Most individuals with disabilities have a strong desire to work, and we want to make sure they have the opportunity to do so. That is why we are intensifying our effort to assist beneficiaries and applicants in making the transition from dependence to independence.

I have established a proactive strategy team to develop approachs to increase the employment of current anpotential disability beneficiaries, thereby promoting economic self­ sufficiency and reducing their dependence on disability benefits. This team is headed by our Associate Commissioner for Disability, Dr. Susan Daniels. Dr. Daniels' team has been obtaining information from Federal agency partners, members of the disability community and outside experts to obtain broad input on the problems and barriers individuals with disabilities face.

In the near future, we will make decisions about how best to implement employment strategies. I am optimistic that we can help many of our beneficiaries achieve a more rewarding life, while at the same time reducing disability program costs.

Action Plan For The Future

Given the recent growth in the SSDI and SSI disability programs, Mr. Chairman, it seems clear that we may need to take steps to control future program growth particularly since as, I have indicated, demographics will continue to be a source of growth in the future.

I have already outlined a number of actions we are taking to ensure that only those who are disabled actually receive benefits. We are also working to help those who remain disabled enter the workforce.

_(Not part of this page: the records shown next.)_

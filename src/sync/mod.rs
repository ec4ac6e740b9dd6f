//! Incremental and bulk synchronisation queries.
//!
//! A polling import client bootstraps with the complete identifier listings
//! ([`list_all_ids`]) and afterwards asks only for orders changed inside a
//! lookback window ([`list_updated`]).
//!
//! The two queries deliberately disagree about soft-deleted orders: the bulk
//! listing includes trashed orders, the incremental one never reports them.
//! Hard-deleted orders are reported by neither.

mod window;

pub use window::LookbackWindow;

use chrono::{DateTime, Utc};

use crate::models::{EntityKind, IdList, SyncRecord};
use crate::routes::params::DEFAULT_CUSTOMER_ROLE;
use crate::store::{CommerceStore, StoreResult};

/// Orders modified strictly after `now - window` that are not trashed.
///
/// Returns an empty collection when nothing changed. Ordering is whatever the
/// store yields.
pub async fn list_updated(
    store: &dyn CommerceStore,
    window: LookbackWindow,
    now: DateTime<Utc>,
) -> StoreResult<Vec<SyncRecord>> {
    let cutoff = window.cutoff(now);
    let records = store.orders_modified_after(cutoff).await?;
    log::debug!(
        "{} orders modified in the last {} days (cutoff {})",
        records.len(),
        window.days(),
        cutoff
    );
    Ok(records)
}

/// Every identifier of the given kind: customers holding the `customer` role,
/// or all orders in any status.
pub async fn list_all_ids(store: &dyn CommerceStore, kind: EntityKind) -> StoreResult<IdList> {
    let ids = match kind {
        EntityKind::Customer => store.customer_ids_with_role(DEFAULT_CUSTOMER_ROLE).await?,
        EntityKind::Order => store.all_order_ids().await?,
    };
    Ok(IdList::new(ids))
}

For example, within the next few months, we will have the results of important reports that will help us better understand the reasons for the growth in the prngram and the best ways to deal with that growth. For instance, I have already mentioned the work being done by the commission on the Evaluation of Disability in Children. Also, at the request of the House Committee on Ways and Means, the National Academy of Social Insurance has convened a Disability Policy Panel which is currently examining the interrelationship of income support policy and employment of people with disabilities. More specifically, the panel has been asked to review the definition of disability and its effect on employment and receipt of benefits.

I believe we need to have the information all of these groups will provide in order to make informed decisions about the future of the disability programs. For, when we talk about changes in the SSDI and SSI programs, we must consider the importance of those programs to millions of Americans, and to American society as a whole--nearly a million beneficiaries receive SSDI and SSI benefits each year.

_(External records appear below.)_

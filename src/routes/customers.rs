//! Customer endpoints.
//!
//! The id listing is always served. The paginated listing is only mounted
//! while an import is running, in which case it replaces the store's own
//! customers endpoint and renders derived metrics according to the
//! request's [`ImportMode`].

use chrono::{DateTime, Utc};
use rocket::State;
use rocket::serde::json::Json;
use rocket_okapi::openapi;
use sha2::{Digest, Sha256};

use crate::config::AppConfig;
use crate::customer_metrics;
use crate::error::ApiError;
use crate::import_mode::ImportMode;
use crate::models::{Customer, CustomerLinks, CustomerRecord, EntityKind, IdList, Link};
use crate::routes::pagination::{PageLinks, Paginated, RequestQuery};
use crate::routes::params::CustomerListParams;
use crate::store::{CommerceStore, SharedStore, StoreResult};
use crate::sync;

const DATE_FORMAT: &str = "%Y-%m-%dT%H:%M:%S";
const AVATAR_SIZE: u32 = 96;

/// Ids of every customer holding the `customer` role.
#[openapi(tag = "Customers")]
#[get("/customers/ids")]
pub async fn list_customer_ids(store: &State<SharedStore>) -> Result<Json<IdList>, ApiError> {
    let ids = sync::list_all_ids(store.inner().as_ref(), EntityKind::Customer).await?;
    Ok(Json(ids))
}

/// Paginated customer records with `X-WP-Total`, `X-WP-TotalPages` and `Link` headers.
#[openapi(tag = "Customers")]
#[get("/customers?<params..>")]
pub async fn list_customers(
    params: CustomerListParams,
    mode: ImportMode,
    query: RequestQuery,
    store: &State<SharedStore>,
    config: &State<AppConfig>,
) -> Result<Paginated<CustomerRecord>, ApiError> {
    let customer_query = params.resolve()?;
    let store = store.inner().as_ref();
    let page = store.query_customers(&customer_query).await?;

    let mut items = Vec::with_capacity(page.customers.len());
    for customer in page.customers {
        items.push(prepare_customer(store, customer, mode.suppress_derived_metrics(), config).await?);
    }

    let links = PageLinks::compute(
        page.total,
        customer_query.limit,
        customer_query.offset,
        &config.api_url("customers"),
        &query,
    );

    Ok(Paginated { items, links })
}

async fn prepare_customer(
    store: &dyn CommerceStore,
    customer: Customer,
    suppress_derived_metrics: bool,
    config: &AppConfig,
) -> StoreResult<CustomerRecord> {
    let orders_count =
        customer_metrics::order_count(store, customer.id, suppress_derived_metrics).await?;
    let total_spent =
        customer_metrics::total_spent(store, customer.id, suppress_derived_metrics).await?;

    Ok(CustomerRecord {
        id: customer.id,
        date_created: format_date(customer.registered_at),
        date_modified: customer.last_update.map(format_date),
        avatar_url: avatar_url(&customer.email),
        links: CustomerLinks {
            self_link: vec![Link {
                href: config.api_url(&format!("customers/{}", customer.id)),
            }],
            collection: vec![Link {
                href: config.api_url("customers"),
            }],
        },
        email: customer.email,
        first_name: customer.first_name,
        last_name: customer.last_name,
        username: customer.username,
        orders_count,
        total_spent,
        billing: customer.billing.into(),
        shipping: customer.shipping.into(),
    })
}

fn format_date(at: DateTime<Utc>) -> String {
    at.format(DATE_FORMAT).to_string()
}

/// Gravatar URL keyed by the SHA-256 of the normalised email.
pub fn avatar_url(email: &str) -> String {
    let digest = Sha256::digest(email.trim().to_lowercase().as_bytes());
    let hash: String = digest.iter().map(|byte| format!("{byte:02x}")).collect();
    format!("https://secure.gravatar.com/avatar/{hash}?s={AVATAR_SIZE}")
}

#[cfg(test)]
mod tests {
    use super::*;
    use chrono::TimeZone;

    #[test]
    fn avatar_hash_ignores_case_and_whitespace() {
        assert_eq!(avatar_url(" Ada@Example.com "), avatar_url("ada@example.com"));
        assert_eq!(
            avatar_url(""),
            "https://secure.gravatar.com/avatar/e3b0c44298fc1c149afbf4c8996fb92427ae41e4649b934ca495991b7852b855?s=96"
        );
    }

    #[test]
    fn dates_render_without_offset() {
        let at = Utc.with_ymd_and_hms(2024, 3, 9, 7, 5, 1).unwrap();
        assert_eq!(format_date(at), "2024-03-09T07:05:01");
    }
}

Therefore, it is critical that we maintain appropriate support for children with disabilities and move cautiously in recommending changes to the SSDI and SSI programs, so we do not hurt the programs and the millions of Americans who depend upon them.


In closing, Mr. Chairman, let me stress that, while there are indications that the situation may be improving somewhat, the Administration remains concerned about the growth in the disability programs. That is one reason we have undertaken major initiatives to improve the CDR process, and to help disabled individuals become productive members of the workforce. We are, of course, also working hard to implement new rules for drug addicts and alcoholics, as required by legislation enacted last year.

One of the most fundamental requirements in controlling program growth is to have an understanding of the factors underlying that growth. To that end, the Lewin-VHI research project begun in 1993--which will be completed a few months from now--will help us better identify and quantify those factors. Moreover, it should help us determine whether this recent growth represents a temporary phenomenon, or a longer-term trend.


We look forward to working with you, Mr.Chairman, to determine what changes need to be made in the SSDI and SSI disability programs.